You wouldn’t guess, from the distilled elegance enclosed here, that the pianist was sick, unsure of himself, so weary in body and mind that he slept two hours in the middle of one session. You also wouldn’t guess that “hanamichi” refers to a raised walkway in kabuki theater, allowing the performers to stride through the audience. Masabumi Kikuchi, or “Poo” to friends, sounds like he’s playing for himself first, anyone else very much second. But he satisfied himself. For one of the few times, this man who demanded so much of himself got what he wanted, out through his fingers and onto tape.

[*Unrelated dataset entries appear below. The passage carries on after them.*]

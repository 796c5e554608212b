use anyhow::{Result, bail};
use indicatif::ProgressBar;
use rand::seq::SliceRandom;
use rand::{CryptoRng, RngCore};
use serde::{Deserialize, Serialize};
use std::path::Path;

use crate::cipher::{Ciphertext, encrypt};
use crate::circuit::{Circuit, Gate};
use crate::constants::{CIPHERTEXT_SIZE, PROGRESS_UPDATE_INTERVAL, TABLE_SIZE};
use crate::encoding::{DecodingInfo, EncodingInfo, OutputDecoding};
use crate::error::CircuitError;
use crate::keys::{WireKeyPair, WireKeyStore};
use crate::progress::gate_progress_bar;

/// Size of one serialized garbled table in bytes
pub const TABLE_BYTES: usize = TABLE_SIZE * CIPHERTEXT_SIZE;

/// Input-bit combinations `(a, b)` in the order the entries are built, before shuffling
const ROWS: [(bool, bool); TABLE_SIZE] = [(false, false), (false, true), (true, false), (true, true)];

/// Garbled truth table of one gate: 4 ciphertexts in random order
#[derive(Debug, Clone, PartialEq, Eq, Serialize, Deserialize)]
pub struct GarbledTable {
    /// Table entries; position carries no information about `(a, b)`
    pub ciphertexts: [Ciphertext; TABLE_SIZE],
}

impl GarbledTable {
    /// Serialize the table as binary (128 bytes total)
    pub fn as_binary(&self) -> [u8; TABLE_BYTES] {
        let mut result = [0u8; TABLE_BYTES];
        for (chunk, ciphertext) in result.chunks_exact_mut(CIPHERTEXT_SIZE).zip(&self.ciphertexts) {
            chunk.copy_from_slice(ciphertext.as_bytes());
        }
        result
    }

    /// Parse a table from exactly [`TABLE_BYTES`] bytes
    pub fn from_binary(data: &[u8]) -> Result<Self> {
        if data.len() != TABLE_BYTES {
            bail!("Invalid garbled table: expected {} bytes, got {}", TABLE_BYTES, data.len());
        }
        let mut ciphertexts = [Ciphertext::new([0u8; CIPHERTEXT_SIZE]); TABLE_SIZE];
        for (slot, chunk) in ciphertexts.iter_mut().zip(data.chunks_exact(CIPHERTEXT_SIZE)) {
            let mut bytes = [0u8; CIPHERTEXT_SIZE];
            bytes.copy_from_slice(chunk);
            *slot = Ciphertext::new(bytes);
        }
        Ok(GarbledTable { ciphertexts })
    }
}

/// Write garbled tables as a flat binary file of [`TABLE_BYTES`]-byte records
pub fn save_tables<P: AsRef<Path>>(tables: &[GarbledTable], path: P) -> Result<()> {
    let mut data = Vec::with_capacity(tables.len() * TABLE_BYTES);
    for table in tables {
        data.extend_from_slice(&table.as_binary());
    }
    std::fs::write(path, data)?;
    Ok(())
}

/// Load garbled tables written by [`save_tables`]
pub fn load_tables<P: AsRef<Path>>(path: P) -> Result<Vec<GarbledTable>> {
    let data = std::fs::read(path)?;
    if !data.len().is_multiple_of(TABLE_BYTES) {
        bail!(
            "Invalid garbled tables file: size {} is not multiple of {}",
            data.len(),
            TABLE_BYTES
        );
    }
    data.chunks_exact(TABLE_BYTES)
        .map(GarbledTable::from_binary)
        .collect()
}

/// Everything the garbler produces for one run
#[derive(Debug)]
pub struct GarbledCircuit {
    /// One table per gate, in gate order; handed to the evaluator
    pub tables: Vec<GarbledTable>,
    /// Input key pairs; kept by the garbler
    pub encoding: EncodingInfo,
    /// Output key pairs; kept by the garbler
    pub decoding: DecodingInfo,
}

impl GarbledCircuit {
    /// Save the tables (binary) and the encoding/decoding info (JSON)
    pub fn save<P: AsRef<Path>>(&self, tables_path: P, encoding_path: P, decoding_path: P) -> Result<()> {
        save_tables(&self.tables, tables_path)?;
        self.encoding.save_json(encoding_path)?;
        self.decoding.save_json(decoding_path)?;
        Ok(())
    }
}

/// Garble one gate
///
/// Entry `(a, b)` encrypts the output key for `f(a, b)` under the left key for `a`,
/// the right key for `b` and the gate id. The four entries are then shuffled.
pub fn garble_gate<R: RngCore + ?Sized>(
    gate: &Gate,
    left: &WireKeyPair,
    right: &WireKeyPair,
    output: &WireKeyPair,
    rng: &mut R,
) -> GarbledTable {
    let mut ciphertexts = ROWS.map(|(a, b)| {
        encrypt(
            &left.select(a),
            &right.select(b),
            gate.id,
            &output.select(gate.function.apply(a, b)),
        )
    });
    ciphertexts.shuffle(rng);
    GarbledTable { ciphertexts }
}

/// Garble a circuit with fresh wire keys from `rng`
///
/// # Returns
/// * `Ok(GarbledCircuit)` - Tables for every gate plus encoding and decoding info
/// * `Err(CircuitError)` - The circuit references undefined or later wires
pub fn garble_circuit<R: RngCore + CryptoRng + ?Sized>(
    circuit: &Circuit,
    rng: &mut R,
) -> Result<GarbledCircuit, CircuitError> {
    garble_circuit_with_progress(circuit, rng, &ProgressBar::hidden())
}

/// [`garble_circuit`] reporting per-gate progress on `pb`
pub fn garble_circuit_with_progress<R: RngCore + CryptoRng + ?Sized>(
    circuit: &Circuit,
    rng: &mut R,
    pb: &ProgressBar,
) -> Result<GarbledCircuit, CircuitError> {
    circuit.validate()?;

    let store = WireKeyStore::generate(circuit.num_wires(), rng);
    let mut tables = Vec::with_capacity(circuit.num_gates());

    for (index, gate) in circuit.gates().iter().enumerate() {
        let lookup = |wire| {
            store
                .pair(wire)
                .ok_or(CircuitError::UndefinedWire { gate: gate.id, wire })
        };
        let left = lookup(gate.left)?;
        let right = lookup(gate.right)?;
        let output = lookup(gate.id)?;

        tables.push(garble_gate(gate, left, right, output, rng));
        tracing::trace!(gate = gate.id, function = %gate.function, "garbled gate");

        if (index as u32 + 1).is_multiple_of(PROGRESS_UPDATE_INTERVAL) {
            pb.set_position(index as u64 + 1);
        }
    }
    pb.set_position(circuit.num_gates() as u64);
    pb.finish_with_message(format!("✓ Garbled {} gates", tables.len()));

    let encoding = EncodingInfo::new(
        circuit
            .input_wires()
            .map(|wire| {
                store
                    .pair(wire)
                    .copied()
                    .ok_or(CircuitError::UndefinedWire { gate: wire, wire })
            })
            .collect::<Result<_, _>>()?,
    );
    let decoding = DecodingInfo::new(
        circuit
            .output_wires()
            .map(|wire| {
                store
                    .pair(wire)
                    .map(|pair| OutputDecoding { wire, pair: *pair })
                    .ok_or(CircuitError::UndefinedWire { gate: wire, wire })
            })
            .collect::<Result<_, _>>()?,
    );

    tracing::info!(
        inputs = circuit.num_inputs(),
        gates = tables.len(),
        outputs = circuit.num_outputs(),
        "garbled circuit"
    );

    Ok(GarbledCircuit {
        tables,
        encoding,
        decoding,
    })
}

/// Garble with progress shown on the terminal
pub fn garble_circuit_verbose<R: RngCore + CryptoRng + ?Sized>(
    circuit: &Circuit,
    rng: &mut R,
) -> Result<GarbledCircuit, CircuitError> {
    let pb = gate_progress_bar(circuit.num_gates(), "Garbling circuit...");
    garble_circuit_with_progress(circuit, rng, &pb)
}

Cut around Christmas 2013, about a year and a half before Kikuchi’s death at 75, these solo piano cuts feature less abstraction from a theme than many of his other recordings. Instead, there’s a subtle shifting of elements within a given standard melody. If I play standards, he once told friend and collaborator Paul Motian, I can no longer play them in any standard manner; I have to have the freedom to play them my way. And Motian, who’d undergone the same revelation years earlier, nodded sagely. That revelation set the stage for this late stage.
So the standards here come out full of space and silence, like Monk, but posing different riddles, and letting the silence suggest different answers. Sometimes the space between notes suggests a celestial jukebox running down, easing into the entropy of the universe. I don’t know what words the man would use to describe his own becoming, his own quiet success. But Hanamichi marked private accomplishment and, eventually, a kind of public one. A player on the stage, a final bow—modest—before lights go out, and come up.